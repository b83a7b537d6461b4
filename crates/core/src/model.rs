use chrono::{DateTime, Utc};
use serde::{Deserialize, Serialize};

/// A device or key registered with the remote account.
#[derive(Clone, Debug, Serialize, Deserialize, PartialEq)]
pub struct AuthorizedKey {
    pub id: String,
    #[serde(default)]
    pub label: Option<String>,
    pub added_at: DateTime<Utc>,
}

impl AuthorizedKey {
    pub fn new(id: &str, label: Option<&str>) -> Self {
        Self {
            id: id.to_owned(),
            label: label.map(str::to_owned),
            added_at: Utc::now(),
        }
    }
}

#[derive(Debug, Clone, Copy, PartialEq, Eq)]
pub enum SessionMode {
    ReadOnly,
    ReadWrite,
}

impl SessionMode {
    pub fn is_read_only(&self) -> bool {
        matches!(self, SessionMode::ReadOnly)
    }
}
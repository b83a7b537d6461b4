//! Storage client for a remote-synced key-value store.
//!
//! Each operation runs in its own short-lived session so that no idle
//! connection blocks other processes sharing the same remote database.

pub mod accessor;
pub mod client;
pub mod tx;

pub use crate::accessor::DefaultClient;
pub use crate::client::StorageClient;
pub use crate::tx::{ReadTx, WriteTx};
pub use memsync_core::{keys, ClientError, ErrorKind, Operation, SessionConfig};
* * * * * * *
Retype all the data, changing nothing.

— Exercise response —
repository b83a7b537d6461b4
filename crates/core/src/model.rs
use chrono::{DateTime, Utc};
use serde::{Deserialize, Serialize};

/// A device or key registered with the remote account.
#[derive(Clone, Debug, Serialize, Deserialize, PartialEq)]
pub struct AuthorizedKey {
    pub id: String,
    #[serde(default)]
    pub label: Option<String>,
    pub added_at: DateTime<Utc>,
}

impl AuthorizedKey {
    pub fn new(id: &str, label: Option<&str>) -> Self {
        Self {
            id: id.to_owned(),
            label: label.map(str::to_owned),
            added_at: Utc::now(),
        }
    }
}

#[derive(Debug, Clone, Copy, PartialEq, Eq)]
pub enum SessionMode {
    ReadOnly,
    ReadWrite,
}

impl SessionMode {
    pub fn is_read_only(&self) -> bool {
        matches!(self, SessionMode::ReadOnly)
    }
}
repository b83a7b537d6461b4
//! Storage client for a remote-synced key-value store.
//!
//! Each operation runs in its own short-lived session so that no idle
//! connection blocks other processes sharing the same remote database.

pub mod accessor;
pub mod client;
pub mod tx;

pub use crate::accessor::DefaultClient;
pub use crate::client::StorageClient;
pub use crate::tx::{ReadTx, WriteTx};
pub use memsync_core::{keys, ClientError, ErrorKind, Operation, SessionConfig};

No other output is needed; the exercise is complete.